Congressman-elect wants children's publications prosecuted if pornographic imagery is shown
"We have to empower parental rights, and that's what this is about," said Florida Republican Cory Mills.
Congressman-elect Cory Mills, a Florida Republican, hasn't even been sworn into Congress yet, but he already has big plans for his first piece of legislation, which he says will make it a federal crime for publishers to distribute children's books with sexually explicit images.
"As soon as I get sworn into office, there's a publishing house bill I plan to introduce," Mills told the "Just the News, No Noise" TV show on Tuesday night.
"This bill will actually make any type of publication or any type of distribution of inappropriate pornographic materials by publishing houses like Scholastic or McGraw Hill or anything like that, a federal felony," he explained.
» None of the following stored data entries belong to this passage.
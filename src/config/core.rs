use serde::{Deserialize, Serialize};

/// Root configuration structure, read from `.methodset.toml`
#[derive(Debug, Clone, Serialize, Deserialize, Default, PartialEq)]
pub struct MethodSetConfig {
    /// Resolver behavior
    #[serde(default)]
    pub resolver: Option<ResolverConfig>,
}

impl MethodSetConfig {
    /// Resolver settings, defaulted when the section is absent
    pub fn resolver(&self) -> ResolverConfig {
        self.resolver.clone().unwrap_or_default()
    }
}

/// How a composite's embedded interface takes part in method promotion
#[derive(Debug, Clone, Copy, PartialEq, Eq, Default, Serialize, Deserialize)]
#[serde(rename_all = "snake_case")]
pub enum InterfaceEmbedding {
    /// Embedded interfaces contribute nothing and are not traversed
    #[default]
    Ignore,
    /// Embedded interfaces contribute their requirements as by-value methods
    Promote,
}

#[derive(Debug, Clone, PartialEq, Eq, Serialize, Deserialize)]
pub struct ResolverConfig {
    #[serde(default)]
    pub interface_embedding: InterfaceEmbedding,

    /// Memoize satisfaction answers per (type, mode, interface)
    #[serde(default = "default_memoize")]
    pub memoize: bool,

    /// Fan batch queries out over the rayon pool
    #[serde(default = "default_parallel")]
    pub parallel: bool,
}

fn default_memoize() -> bool {
    true
}

fn default_parallel() -> bool {
    true
}

impl Default for ResolverConfig {
    fn default() -> Self {
        Self {
            interface_embedding: InterfaceEmbedding::default(),
            memoize: default_memoize(),
            parallel: default_parallel(),
        }
    }
}

impl ResolverConfig {
    pub fn with_interface_embedding(mut self, policy: InterfaceEmbedding) -> Self {
        self.interface_embedding = policy;
        self
    }

    pub fn with_memoize(mut self, memoize: bool) -> Self {
        self.memoize = memoize;
        self
    }

    pub fn with_parallel(mut self, parallel: bool) -> Self {
        self.parallel = parallel;
        self
    }
}
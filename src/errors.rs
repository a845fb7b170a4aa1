//! Shared error types for method-set resolution

use crate::model::TypeName;
use std::path::PathBuf;
use thiserror::Error;

/// Main error type for graph construction and method-set queries
#[derive(Debug, Error)]
pub enum Error {
    /// Two declarations share an identifier
    #[error("Duplicate identifier: `{name}` is already declared")]
    DuplicateIdentifier { name: TypeName },

    /// Lookup of an identifier that was never declared
    #[error("{}", unknown_type_message(.name, .referenced_by.as_ref()))]
    UnknownType {
        name: TypeName,
        referenced_by: Option<TypeName>,
    },

    /// By-value (or interface) embedding closes a cycle
    #[error("Embedding cycle: {}", format_path(.path))]
    EmbeddingCycle { path: Vec<TypeName> },

    /// Direct query of a method name excluded for ambiguity
    #[error(
        "Ambiguous method `{method}` on `{owner}`: promoted at depth {depth} from {}",
        join_names(.candidates)
    )]
    AmbiguousMethod {
        owner: TypeName,
        method: String,
        depth: usize,
        candidates: Vec<TypeName>,
    },

    /// A type declares, or an interface requires, the same method name twice
    #[error("Duplicate method `{method}` on `{owner}`")]
    DuplicateMethod { owner: TypeName, method: String },

    /// Embedded interfaces require the same name with different signatures
    #[error("Interface `{interface}` requires `{method}` with conflicting signatures")]
    ConflictingInterfaceMethod { interface: TypeName, method: String },

    /// A declaration is structurally invalid for where it is used
    #[error("Invalid declaration `{name}`: {message}")]
    InvalidDeclaration { name: TypeName, message: String },

    /// Satisfaction checked against a type that is not an interface
    #[error("`{name}` is not an interface")]
    NotAnInterface { name: TypeName },

    /// Configuration errors
    #[error("Configuration error: {0}")]
    Configuration(String),

    /// Document loading errors with the offending path
    #[error("Document error in {}: {message}", .path.display())]
    Document { path: PathBuf, message: String },

    /// Generic errors with context
    #[error("{context}: {message}")]
    WithContext { context: String, message: String },

    /// Wrapped external errors
    #[error(transparent)]
    External(#[from] anyhow::Error),

    /// IO errors
    #[error(transparent)]
    Io(#[from] std::io::Error),

    /// JSON errors
    #[error(transparent)]
    Json(#[from] serde_json::Error),

    /// TOML errors
    #[error(transparent)]
    Toml(#[from] toml::de::Error),
}

fn unknown_type_message(name: &TypeName, referenced_by: Option<&TypeName>) -> String {
    match referenced_by {
        Some(owner) => format!("Unknown type `{}` referenced by `{}`", name, owner),
        None => format!("Unknown type `{}`", name),
    }
}

fn format_path(path: &[TypeName]) -> String {
    path.iter()
        .map(|name| name.as_str())
        .collect::<Vec<_>>()
        .join(" -> ")
}

fn join_names(names: &[TypeName]) -> String {
    names
        .iter()
        .map(|name| format!("`{}`", name))
        .collect::<Vec<_>>()
        .join(", ")
}

impl Error {
    /// Create an unknown-type error for a bare lookup
    pub fn unknown_type(name: impl Into<TypeName>) -> Self {
        Self::UnknownType {
            name: name.into(),
            referenced_by: None,
        }
    }

    /// Create an unknown-type error for a reference from another declaration
    pub fn unknown_reference(name: impl Into<TypeName>, owner: impl Into<TypeName>) -> Self {
        Self::UnknownType {
            name: name.into(),
            referenced_by: Some(owner.into()),
        }
    }

    /// Create an invalid-declaration error
    pub fn invalid_declaration(name: impl Into<TypeName>, message: impl Into<String>) -> Self {
        Self::InvalidDeclaration {
            name: name.into(),
            message: message.into(),
        }
    }

    /// Add context to an error
    pub fn with_context(self, context: impl Into<String>) -> Self {
        Self::WithContext {
            context: context.into(),
            message: self.to_string(),
        }
    }

    /// Whether this error rejects graph construction (as opposed to a query failure)
    pub fn is_construction_error(&self) -> bool {
        matches!(
            self,
            Self::DuplicateIdentifier { .. }
                | Self::EmbeddingCycle { .. }
                | Self::DuplicateMethod { .. }
                | Self::ConflictingInterfaceMethod { .. }
                | Self::InvalidDeclaration { .. }
        )
    }
}

/// Result type alias using our error type
pub type Result<T> = std::result::Result<T, Error>;

/// Extension trait for adding context to Results
pub trait ResultExt<T> {
    /// Add context to an error
    fn context(self, context: impl Into<String>) -> Result<T>;
}

impl<T> ResultExt<T> for Result<T> {
    fn context(self, context: impl Into<String>) -> Result<T> {
        self.map_err(|e| e.with_context(context))
    }
}

#[cfg(test)]
mod tests {
    use super::*;

    #[test]
    fn test_embedding_cycle_message_shows_path() {
        let err = Error::EmbeddingCycle {
            path: vec!["node".into(), "link".into(), "node".into()],
        };
        assert_eq!(err.to_string(), "Embedding cycle: node -> link -> node");
        assert!(err.is_construction_error());
    }

    #[test]
    fn test_unknown_type_message_with_and_without_owner() {
        assert_eq!(
            Error::unknown_type("ghost").to_string(),
            "Unknown type `ghost`"
        );
        assert_eq!(
            Error::unknown_reference("ghost", "host").to_string(),
            "Unknown type `ghost` referenced by `host`"
        );
        assert!(!Error::unknown_type("ghost").is_construction_error());
    }

    #[test]
    fn test_ambiguous_method_lists_candidates() {
        let err = Error::AmbiguousMethod {
            owner: "pair".into(),
            method: "m".to_string(),
            depth: 1,
            candidates: vec!["left".into(), "right".into()],
        };
        assert_eq!(
            err.to_string(),
            "Ambiguous method `m` on `pair`: promoted at depth 1 from `left`, `right`"
        );
    }

    #[test]
    fn test_result_ext_adds_context() {
        let result: Result<()> = Err(Error::Configuration("bad value".to_string()));
        let err = result.context("loading .methodset.toml").unwrap_err();
        assert_eq!(
            err.to_string(),
            "loading .methodset.toml: Configuration error: bad value"
        );
    }
}
//! Embedding cycle detection
//!
//! A composite that embeds itself by value, directly or through other
//! composites, has no finite layout. Reference embedding breaks such a cycle
//! and is not walked here. Interface-to-interface embedding is walked too,
//! since an interface cannot include its own requirements.

use crate::errors::{Error, Result};
use crate::graph::TypeGraph;
use crate::model::{TypeDeclaration, TypeName};
use std::collections::HashSet;

/// Depth-first walker over by-value embedding edges.
///
/// Types whose whole subgraph has been explored are remembered as proven
/// acyclic, so a pass over every declaration walks each type once.
#[derive(Debug)]
pub struct CycleGuard<'g> {
    graph: &'g TypeGraph,
    proven: HashSet<TypeName>,
    cache_proofs: bool,
}

impl<'g> CycleGuard<'g> {
    /// A guard for a complete graph; proofs are cached across calls
    pub fn new(graph: &'g TypeGraph) -> Self {
        Self {
            graph,
            proven: HashSet::new(),
            cache_proofs: true,
        }
    }

    /// A guard for a graph still under construction.
    ///
    /// Forward references may be undeclared, so a type that looks acyclic now
    /// can still close a cycle later; nothing is cached.
    pub fn for_partial_graph(graph: &'g TypeGraph) -> Self {
        Self {
            graph,
            proven: HashSet::new(),
            cache_proofs: false,
        }
    }

    pub fn is_proven(&self, name: &str) -> bool {
        self.proven.contains(name)
    }

    /// Check that no by-value embedding path from `root` returns to a type on it
    pub fn check_acyclic(&mut self, root: &TypeName) -> Result<()> {
        let graph = self.graph;
        let root_decl = graph.lookup(root.as_str())?;
        self.check_declaration(root_decl)
    }

    /// Same as [`check_acyclic`](Self::check_acyclic) for a declaration that may
    /// not be registered yet
    pub fn check_declaration(&mut self, root: &TypeDeclaration) -> Result<()> {
        if self.proven.contains(&root.name) {
            return Ok(());
        }

        let graph = self.graph;
        let mut on_path: HashSet<TypeName> = HashSet::new();
        let mut path: Vec<TypeName> = Vec::new();
        // Explored within this walk; the graph cannot change mid-walk
        let mut finished: HashSet<TypeName> = HashSet::new();
        let mut stack: Vec<(&TypeDeclaration, bool)> = vec![(root, true)];

        while let Some((decl, is_entering)) = stack.pop() {
            if !is_entering {
                leave_node(&decl.name, &mut on_path, &mut path);
                finished.insert(decl.name.clone());
                if self.cache_proofs {
                    self.proven.insert(decl.name.clone());
                }
                continue;
            }

            if on_path.contains(&decl.name) {
                return Err(Error::EmbeddingCycle {
                    path: extract_cycle(&path, &decl.name),
                });
            }
            if finished.contains(&decl.name) || self.proven.contains(&decl.name) {
                continue;
            }

            enter_node(&decl.name, &mut on_path, &mut path);
            stack.push((decl, false));

            // Reversed so the first declared edge is explored first
            let next_decls: Vec<&TypeDeclaration> = successors(graph, root, decl).collect();
            for next in next_decls.into_iter().rev() {
                stack.push((next, true));
            }
        }

        Ok(())
    }
}

/// By-value embedded field types and embedded interfaces that are declared
/// (or are the root being checked)
fn successors<'a>(
    graph: &'a TypeGraph,
    root: &'a TypeDeclaration,
    decl: &'a TypeDeclaration,
) -> impl Iterator<Item = &'a TypeDeclaration> + 'a {
    let value_embeds = decl
        .embedded_fields()
        .filter(|field| field.is_value_embedding())
        .map(|field| &field.field_type);

    value_embeds
        .chain(decl.embedded_interfaces().iter())
        .filter_map(move |name| {
            if *name == root.name {
                Some(root)
            } else {
                graph.get(name.as_str())
            }
        })
}

fn enter_node(name: &TypeName, on_path: &mut HashSet<TypeName>, path: &mut Vec<TypeName>) {
    on_path.insert(name.clone());
    path.push(name.clone());
}

fn leave_node(name: &TypeName, on_path: &mut HashSet<TypeName>, path: &mut Vec<TypeName>) {
    path.pop();
    on_path.remove(name);
}

/// The cycle as a closed path, e.g. `a -> b -> a`
fn extract_cycle(path: &[TypeName], revisited: &TypeName) -> Vec<TypeName> {
    let start = path.iter().position(|n| n == revisited).unwrap_or(0);
    let mut cycle = path[start..].to_vec();
    cycle.push(revisited.clone());
    cycle
}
Mills, an Army combat veteran of the Iraq and Afghanistan wars and Bronze Star recipient, served in the Trump Pentagon before returning to his home in Florida and winning the 7th Congressional District race in November, flipping a blue seat to Republicans. A father, Mills championed parents' rights through his campaign.
Children's books that have been deemed too sexual or inappropriate have been making headlines lately in some places around the United States, including Dearborn County, Michigan and Loudoun County, Virginia.
Parents from multiple states have been coming to school board meetings, expressing concern about specific books that contain graphic and sexual imagery that they don't believe should be available for their children to look at.
Mills said his legislation would hold children's publishing firms accountable if they distribute books with sexual imagery.
"They would actually be prosecuted under a felony offense if they tried to distribute pornographic or inappropriate material to our children who are under age in our public libraries," he stated.
According to Mills, the parental rights movement is still in full force and isn't going anywhere anytime soon.
"We have to stop the indoctrination," he said in explaining his motive for the legislation. "We have to stop the sexualization. We have to empower parental rights, and that's what this is about."
Mills and other lawmakers will be sworn in Jan. 3 when the 118th Congress begins.